Bloch entered public elementary school at the age of six and is said to have been teased, in part because he "spoke Swiss German with a somewhat different accent than most members of the class".[4] He received support from his older sister during much of this time, but she died at the age of 12, devastating Felix, who is said to have lived a "depressed and isolated life" in the following years.[4] Bloch learned to play the piano by the age of 8 and was drawn to arithmetic for its "clarity and beauty".[4] Bloch graduated from elementary school at twelve and enrolled in the Cantonal Gymnasium in Zurich for secondary school in 1918. He was placed on a six-year curriculum here to prepare him for university. He continued his curriculum through 1924, even through his study of engineering and physics in other schools, though it was limited to mathematics and languages after the first three years.
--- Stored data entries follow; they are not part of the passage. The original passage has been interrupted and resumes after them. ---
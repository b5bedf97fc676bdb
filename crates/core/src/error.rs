//! Error types for the staking client domain layer.
//!
//! This module defines a hierarchy of error types:
//!
//! - [`ChainError`] - Chain RPC and decoding errors (read side)
//! - [`SignerError`] - Signer discovery errors
//! - [`ExtrinsicError`] - Write submission errors
//! - [`QueryError`] - Item error carried by every cached query stream
//! - [`PortalError`] - Top-level orchestration errors
//!
//! Every error that travels through a shared stream is `Clone`, because the
//! same failure is fanned out to all subscribers of a cache entry.

use std::collections::BTreeMap;
use std::fmt;

use serde::{Deserialize, Serialize};
use thiserror::Error;

// =============================================================================
// Chain Errors
// =============================================================================

/// Blockchain RPC, subscription and decoding errors.
///
/// These errors occur when reading state from the Substrate node.
#[derive(Debug, Clone, PartialEq, Eq, Error)]
pub enum ChainError {
    /// WebSocket connection failed.
    #[error("Connection failed: {0}")]
    ConnectionFailed(String),

    /// RPC request failed.
    #[error("RPC error: {0}")]
    RpcError(String),

    /// Storage or block subscription failed or disconnected.
    #[error("Subscription error: {0}")]
    SubscriptionError(String),

    /// Runtime metadata could not be fetched or did not contain an entry.
    #[error("Metadata error: {0}")]
    MetadataError(String),

    /// A storage value could not be decoded into a domain model.
    #[error("Decoding error: {0}")]
    DecodingError(String),

    /// An address string is not a valid SS58 account.
    #[error("Invalid address: {0}")]
    InvalidAddress(String),
}

// =============================================================================
// Signer Errors
// =============================================================================

/// A user-facing message identified by a translation key.
///
/// The presentation layer renders it through its own i18n catalogue; the
/// parameters are substituted into the translated template.
#[derive(Debug, Clone, PartialEq, Eq, Serialize, Deserialize)]
pub struct TranslatableMessage {
    /// Translation key (e.g. `shared.notFoundExtension`).
    pub key: String,
    /// Named template parameters.
    pub params: BTreeMap<String, String>,
}

impl TranslatableMessage {
    pub fn new(key: impl Into<String>) -> Self {
        Self {
            key: key.into(),
            params: BTreeMap::new(),
        }
    }

    /// Add a template parameter.
    pub fn with_param(mut self, name: impl Into<String>, value: impl Into<String>) -> Self {
        self.params.insert(name.into(), value.into());
        self
    }
}

impl fmt::Display for TranslatableMessage {
    fn fmt(&self, f: &mut fmt::Formatter<'_>) -> fmt::Result {
        write!(f, "{}", self.key)?;
        if !self.params.is_empty() {
            let params: Vec<String> = self
                .params
                .iter()
                .map(|(name, value)| format!("{}={}", name, value))
                .collect();
            write!(f, " ({})", params.join(", "))?;
        }
        Ok(())
    }
}

/// Errors raised while discovering the external signer.
#[derive(Debug, Clone, PartialEq, Eq, Error)]
pub enum SignerError {
    /// No signer extension responded, even after the injection delay.
    #[error("Signer unavailable: {0}")]
    Unavailable(TranslatableMessage),

    /// The signer bridge failed in a way that may succeed on retry.
    #[error("Signer bridge error: {0}")]
    Transient(String),

    /// Key material the signer cannot use.
    #[error("Invalid signing key: {0}")]
    InvalidKey(String),
}

impl SignerError {
    /// Whether discovery may run again after this error.
    pub fn is_retryable(&self) -> bool {
        matches!(self, SignerError::Unavailable(_) | SignerError::Transient(_))
    }
}

// =============================================================================
// Extrinsic Errors
// =============================================================================

/// Write submission failures.
///
/// Always surfaced to the caller and recorded on the queue entry.
#[derive(Debug, Clone, PartialEq, Eq, Error)]
pub enum ExtrinsicError {
    /// The signer refused to sign (or holds no key for the origin).
    #[error("Signer declined: {0}")]
    SignerDeclined(String),

    /// The node rejected the transaction before dispatch.
    #[error("Rejected by node: {0}")]
    NodeRejected(String),

    /// The extrinsic was included but its dispatch failed.
    #[error("Dispatch failed: {0}")]
    DispatchFailed(String),

    /// The submission call failed on the network.
    #[error("Network error: {0}")]
    Network(String),

    /// The call could not be built (e.g. amount out of range for the chain).
    #[error("Invalid call: {0}")]
    InvalidCall(String),
}

impl ExtrinsicError {
    /// The bare reason, without the error kind prefix.
    pub fn message(&self) -> &str {
        match self {
            ExtrinsicError::SignerDeclined(m)
            | ExtrinsicError::NodeRejected(m)
            | ExtrinsicError::DispatchFailed(m)
            | ExtrinsicError::Network(m)
            | ExtrinsicError::InvalidCall(m) => m,
        }
    }
}

// =============================================================================
// Query Errors
// =============================================================================

/// Error item of cached query streams.
///
/// Derived queries combine chain reads with signer output, so both can
/// terminate them.
#[derive(Debug, Clone, PartialEq, Eq, Error)]
pub enum QueryError {
    /// An upstream chain read failed.
    #[error("Chain query failed: {0}")]
    Chain(#[from] ChainError),

    /// Signer discovery failed.
    #[error("Signer error: {0}")]
    Signer(#[from] SignerError),
}

// =============================================================================
// Portal Errors
// =============================================================================

/// Top-level errors for binaries embedding the client.
#[derive(Debug, Error)]
pub enum PortalError {
    /// Chain connectivity error.
    #[error("Chain error: {0}")]
    Chain(#[from] ChainError),

    /// Signer error.
    #[error("Signer error: {0}")]
    Signer(#[from] SignerError),

    /// Write submission error.
    #[error("Extrinsic error: {0}")]
    Extrinsic(#[from] ExtrinsicError),

    /// Query stream error.
    #[error("Query error: {0}")]
    Query(#[from] QueryError),

    /// Invalid configuration.
    #[error("Configuration error: {0}")]
    ConfigError(String),
}

// =============================================================================
// Result Type Aliases
// =============================================================================

/// Result type for chain reads.
pub type ChainResult<T> = Result<T, ChainError>;

/// Result type for signer operations.
pub type SignerResult<T> = Result<T, SignerError>;

/// Result type for write submissions.
pub type ExtrinsicResult<T> = Result<T, ExtrinsicError>;

/// Result type carried by query streams.
pub type QueryResult<T> = Result<T, QueryError>;

/// Result type for top-level operations.
pub type PortalResult<T> = Result<T, PortalError>;

#[cfg(test)]
mod tests {
    use super::*;

    // The conversion chain lets `?` cross layer boundaries
    #[test]
    fn test_error_conversion_chain() {
        let chain_err = ChainError::RpcError("rpc failed".into());
        let query_err: QueryError = chain_err.into();
        let portal_err: PortalError = query_err.into();
        assert!(portal_err.to_string().contains("rpc failed"));

        let signer_err = SignerError::Transient("bridge down".into());
        let portal_err: PortalError = signer_err.into();
        assert!(portal_err.to_string().contains("bridge down"));
    }

    // The presentation layer needs the raw reason, not the prefixed Display
    #[test]
    fn test_extrinsic_error_message_is_bare_reason() {
        let err = ExtrinsicError::NodeRejected("Inability to pay fees".into());
        assert_eq!(err.message(), "Inability to pay fees");
        assert_eq!(err.to_string(), "Rejected by node: Inability to pay fees");
    }

    #[test]
    fn test_invalid_key_is_not_retryable() {
        assert!(SignerError::Transient("port closed".into()).is_retryable());
        assert!(SignerError::Unavailable(TranslatableMessage::new("x")).is_retryable());
        assert!(!SignerError::InvalidKey("bad URI".into()).is_retryable());
    }

    #[test]
    fn test_translatable_message_keeps_params() {
        let msg = TranslatableMessage::new("shared.notFoundExtension")
            .with_param("chromeLink", "https://chrome.example")
            .with_param("firefoxLink", "https://firefox.example");

        assert_eq!(msg.params.len(), 2);
        let rendered = msg.to_string();
        assert!(rendered.starts_with("shared.notFoundExtension"));
        assert!(rendered.contains("chromeLink=https://chrome.example"));
    }
}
After these first three years at the Gymnasium, at the age of 15, Bloch began to study at the ETH Zurich. Although he initially studied engineering, he soon changed to physics. During this time, he attended lectures and seminars given by Peter Debye and Hermann Weyl at the ETH Zurich and Erwin Schrödinger at the neighboring University of Zurich. A fellow student in these seminars was John von Neumann.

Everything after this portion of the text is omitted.